[Collected data entries]
- - - -

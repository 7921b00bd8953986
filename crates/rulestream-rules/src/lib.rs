//! Rulestream Rules
//!
//! Declarative rule matching for trigger instances.
//!
//! Provides:
//! - Field path resolution over semi-structured payloads
//! - The criteria evaluator and its operator table
//! - Loading rule documents (YAML/JSON) from disk
//! - A versioned, copy-on-write rule index keyed by trigger type
//! - The matcher that turns one trigger instance into matched rules

pub mod document;
pub mod evaluator;
pub mod index;
pub mod matcher;
pub mod path;

pub use document::{load_rules_dir, load_rules_file, parse_rules, LoadReport};
pub use evaluator::CriteriaEvaluator;
pub use index::{RuleIndex, RuleIndexSnapshot};
pub use matcher::{MatchOutcome, Matcher, SkippedRule};

/// Prelude for convenient imports
pub mod prelude {
    pub use crate::evaluator::CriteriaEvaluator;
    pub use crate::index::{RuleIndex, RuleIndexSnapshot};
    pub use crate::matcher::{MatchOutcome, Matcher};
}
#[cfg(test)]
mod tests {
    use super::*;
    use crate::executor::RecordingExecutor;
    use crate::store::InMemoryEnforcementStore;
    use async_trait::async_trait;
    use parking_lot::Mutex;
    use rulestream_core::EnforcementStatus;
    use serde_json::{json, Map, Value};
    use std::collections::VecDeque;
    use std::sync::atomic::{AtomicU32, Ordering};

    /// Replays scripted submission results, then succeeds
    #[derive(Default)]
    struct ScriptedExecutor {
        script: Mutex<VecDeque<std::result::Result<String, SubmissionError>>>,
        latency: Option<Duration>,
        calls: AtomicU32,
        accepted: Mutex<Vec<(EnforcementKey, String)>>,
    }

    impl ScriptedExecutor {
        fn with_script(script: Vec<std::result::Result<String, SubmissionError>>) -> Self {
            Self {
                script: Mutex::new(script.into()),
                ..Default::default()
            }
        }

        fn calls(&self) -> u32 {
            self.calls.load(Ordering::SeqCst)
        }
    }

    #[async_trait]
    impl ActionExecutor for ScriptedExecutor {
        async fn submit(
            &self,
            _action_ref: &str,
            _parameters: &Map<String, Value>,
            cause: &EnforcementKey,
        ) -> std::result::Result<String, SubmissionError> {
            let n = self.calls.fetch_add(1, Ordering::SeqCst) + 1;
            if let Some(latency) = self.latency {
                tokio::time::sleep(latency).await;
            }
            let next = self.script.lock().pop_front();
            let result = next.unwrap_or_else(|| Ok(format!("exec-{}", n)));
            if let Ok(id) = &result {
                self.accepted.lock().push((cause.clone(), id.clone()));
            }
            result
        }

        async fn find_execution(
            &self,
            cause: &EnforcementKey,
        ) -> std::result::Result<Option<String>, SubmissionError> {
            Ok(self
                .accepted
                .lock()
                .iter()
                .find(|(k, _)| k == cause)
                .map(|(_, id)| id.clone()))
        }
    }

    fn config(max_attempts: u32) -> EngineConfig {
        EngineConfig {
            submission_retry: RetryPolicy::immediate(max_attempts),
            submission_timeout_ms: 100,
            ..Default::default()
        }
    }

    fn instance() -> TriggerInstance {
        TriggerInstance::new("core.st2.generic", json!({"host": "web-1"})).with_id("ti-1")
    }

    fn rule() -> Rule {
        Rule::new("ops", "restart", "core.st2.generic", "core.local")
            .with_id("r1")
            .with_parameter("cmd", "restart {{ trigger.host }}")
    }

    fn enforcer(
        executor: Arc<dyn ActionExecutor>,
        store: Arc<InMemoryEnforcementStore>,
        max_attempts: u32,
    ) -> Enforcer {
        Enforcer::new(executor, store, &config(max_attempts))
    }

    #[tokio::test]
    async fn test_enforce_submits_rendered_parameters() {
        let executor = Arc::new(RecordingExecutor::new());
        let store = Arc::new(InMemoryEnforcementStore::new());
        let enforcer = enforcer(executor.clone(), store.clone(), 3);

        let record = enforcer.enforce(&instance(), &rule()).await.unwrap();

        assert_eq!(record.status, EnforcementStatus::Enforced);
        assert_eq!(record.attempts, 1);
        let submissions = executor.submissions();
        assert_eq!(submissions.len(), 1);
        assert_eq!(submissions[0].parameters["cmd"], json!("restart web-1"));
        assert_eq!(record.execution_id, Some(submissions[0].execution_id.clone()));
    }

    #[tokio::test]
    async fn test_double_enforce_is_idempotent() {
        let executor = Arc::new(RecordingExecutor::new());
        let store = Arc::new(InMemoryEnforcementStore::new());
        let enforcer = enforcer(executor.clone(), store.clone(), 3);

        let first = enforcer.enforce_outcome(&instance(), &rule()).await.unwrap();
        let second = enforcer.enforce_outcome(&instance(), &rule()).await.unwrap();

        assert!(!first.replayed);
        assert!(second.replayed);
        assert_eq!(first.record, second.record);
        assert_eq!(executor.submission_count(), 1);
        assert_eq!(store.len(), 1);
    }

    #[tokio::test]
    async fn test_transient_failures_then_success() {
        let executor = Arc::new(ScriptedExecutor::with_script(vec![
            Err(SubmissionError::transient("503")),
            Err(SubmissionError::transient("503")),
            Err(SubmissionError::transient("connection reset")),
            Ok("exec-ok".into()),
        ]));
        let store = Arc::new(InMemoryEnforcementStore::new());
        let enforcer = enforcer(executor.clone(), store.clone(), 5);

        let record = enforcer.enforce(&instance(), &rule()).await.unwrap();

        assert_eq!(record.status, EnforcementStatus::Enforced);
        assert_eq!(record.execution_id.as_deref(), Some("exec-ok"));
        assert_eq!(record.attempts, 4);
        assert_eq!(executor.calls(), 4);
        assert_eq!(store.len(), 1);
    }

    #[tokio::test]
    async fn test_retry_cap_exhausted() {
        let executor = Arc::new(ScriptedExecutor::with_script(vec![
            Err(SubmissionError::transient("503")),
            Err(SubmissionError::transient("503")),
            Err(SubmissionError::transient("503")),
        ]));
        let store = Arc::new(InMemoryEnforcementStore::new());
        let enforcer = enforcer(executor.clone(), store, 3);

        let record = enforcer.enforce(&instance(), &rule()).await.unwrap();

        assert_eq!(record.status, EnforcementStatus::Failed);
        assert_eq!(record.attempts, 3);
        assert!(record.reason.unwrap().contains("503"));
        assert_eq!(executor.calls(), 3);
    }

    #[tokio::test]
    async fn test_permanent_failure_is_not_retried() {
        let executor = Arc::new(ScriptedExecutor::with_script(vec![Err(
            SubmissionError::permanent("unknown action"),
        )]));
        let store = Arc::new(InMemoryEnforcementStore::new());
        let enforcer = enforcer(executor.clone(), store, 5);

        let record = enforcer.enforce(&instance(), &rule()).await.unwrap();

        assert_eq!(record.status, EnforcementStatus::Failed);
        assert_eq!(record.attempts, 1);
        assert_eq!(executor.calls(), 1);
    }

    #[tokio::test]
    async fn test_render_failure_never_submits() {
        let executor = Arc::new(RecordingExecutor::new());
        let store = Arc::new(InMemoryEnforcementStore::new());
        let enforcer = enforcer(executor.clone(), store, 3);
        let rule = rule().with_parameter("broken", "{{ trigger.host ");

        let record = enforcer.enforce(&instance(), &rule).await.unwrap();

        assert_eq!(record.status, EnforcementStatus::Failed);
        assert_eq!(record.attempts, 0);
        assert!(record.reason.unwrap().contains("broken"));
        assert_eq!(executor.submission_count(), 0);
    }

    #[tokio::test(start_paused = true)]
    async fn test_timeout_is_transient() {
        let executor = Arc::new(ScriptedExecutor {
            latency: Some(Duration::from_secs(3600)),
            ..Default::default()
        });
        let store = Arc::new(InMemoryEnforcementStore::new());
        let enforcer = enforcer(executor.clone(), store, 2);

        let record = enforcer.enforce(&instance(), &rule()).await.unwrap();

        assert_eq!(record.status, EnforcementStatus::Failed);
        assert_eq!(record.attempts, 2);
        assert!(record.reason.unwrap().contains("timed out"));
        assert_eq!(executor.calls(), 2);
    }

    #[tokio::test]
    async fn test_recovers_execution_from_crashed_claim() {
        let executor = Arc::new(RecordingExecutor::new());
        let store = Arc::new(InMemoryEnforcementStore::new());
        let key = EnforcementKey::new("ti-1", "r1");

        // a previous owner submitted, then died before finalizing
        store
            .insert_if_absent(RuleEnforcement::claim(key.clone(), "ops.restart"))
            .await
            .unwrap();
        let execution_id = executor
            .submit("core.local", &Map::new(), &key)
            .await
            .unwrap();

        let enforcer = enforcer(executor.clone(), store.clone(), 3);
        let outcome = enforcer.enforce_outcome(&instance(), &rule()).await.unwrap();

        assert!(!outcome.replayed);
        assert_eq!(outcome.record.status, EnforcementStatus::Enforced);
        assert_eq!(outcome.record.execution_id, Some(execution_id));
        assert_eq!(executor.submission_count(), 1);
    }

    #[tokio::test]
    async fn test_fresh_foreign_claim_stays_in_flight() {
        let executor = Arc::new(RecordingExecutor::new());
        let store = Arc::new(InMemoryEnforcementStore::new());
        let key = EnforcementKey::new("ti-1", "r1");
        store
            .insert_if_absent(RuleEnforcement::claim(key, "ops.restart"))
            .await
            .unwrap();

        let enforcer = enforcer(executor.clone(), store, 3);
        let outcome = enforcer.enforce_outcome(&instance(), &rule()).await.unwrap();

        assert!(outcome.replayed);
        assert_eq!(outcome.record.status, EnforcementStatus::Matched);
        assert_eq!(executor.submission_count(), 0);
    }

    #[tokio::test]
    async fn test_stale_claim_is_taken_over() {
        let executor = Arc::new(RecordingExecutor::new());
        let store = Arc::new(InMemoryEnforcementStore::new());
        let mut claim = RuleEnforcement::claim(EnforcementKey::new("ti-1", "r1"), "ops.restart");
        claim.claimed_at = Utc::now() - chrono::Duration::hours(1);
        store.insert_if_absent(claim).await.unwrap();

        let enforcer = enforcer(executor.clone(), store, 3);
        let record = enforcer.enforce(&instance(), &rule()).await.unwrap();

        assert_eq!(record.status, EnforcementStatus::Enforced);
        assert_eq!(executor.submission_count(), 1);
    }

    #[tokio::test(start_paused = true)]
    async fn test_slow_owner_does_not_overwrite_taken_over_claim() {
        let executor = Arc::new(ScriptedExecutor {
            latency: Some(Duration::from_secs(2)),
            ..Default::default()
        });
        let store = Arc::new(InMemoryEnforcementStore::new());
        let config = EngineConfig {
            submission_retry: RetryPolicy::immediate(1),
            submission_timeout_ms: 10_000,
            ..Default::default()
        };
        let slow = Enforcer::new(executor.clone(), store.clone(), &config);
        let first = tokio::spawn(async move { slow.enforce_outcome(&instance(), &rule()).await });

        // wait for the first owner to claim and start submitting
        while executor.calls() == 0 {
            tokio::task::yield_now().await;
        }
        let key = EnforcementKey::new("ti-1", "r1");
        let taken_over = store
            .reclaim_stale(&key, Utc::now() + chrono::Duration::seconds(1))
            .await
            .unwrap()
            .unwrap();

        let outcome = first.await.unwrap().unwrap();
        assert!(outcome.replayed);
        assert_eq!(outcome.record.status, EnforcementStatus::Matched);
        assert_eq!(outcome.record.claimed_at, taken_over.claimed_at);
        assert_eq!(store.count_with_status(EnforcementStatus::Matched), 1);
    }
}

- - - -

* **EXERCISE REQUIREMENTS**
Word for word, please print every line from the beginning of the records to the line bearing "pub mod evaluator;", counting both ends and stopping there.

* **ANSWER TO THIS EXERCISE**
repository 7921b00bd8953986
filename crates/rulestream-rules/src/lib.rs
//! Rulestream Rules
//!
//! Declarative rule matching for trigger instances.
//!
//! Provides:
//! - Field path resolution over semi-structured payloads
//! - The criteria evaluator and its operator table
//! - Loading rule documents (YAML/JSON) from disk
//! - A versioned, copy-on-write rule index keyed by trigger type
//! - The matcher that turns one trigger instance into matched rules

pub mod document;
pub mod evaluator;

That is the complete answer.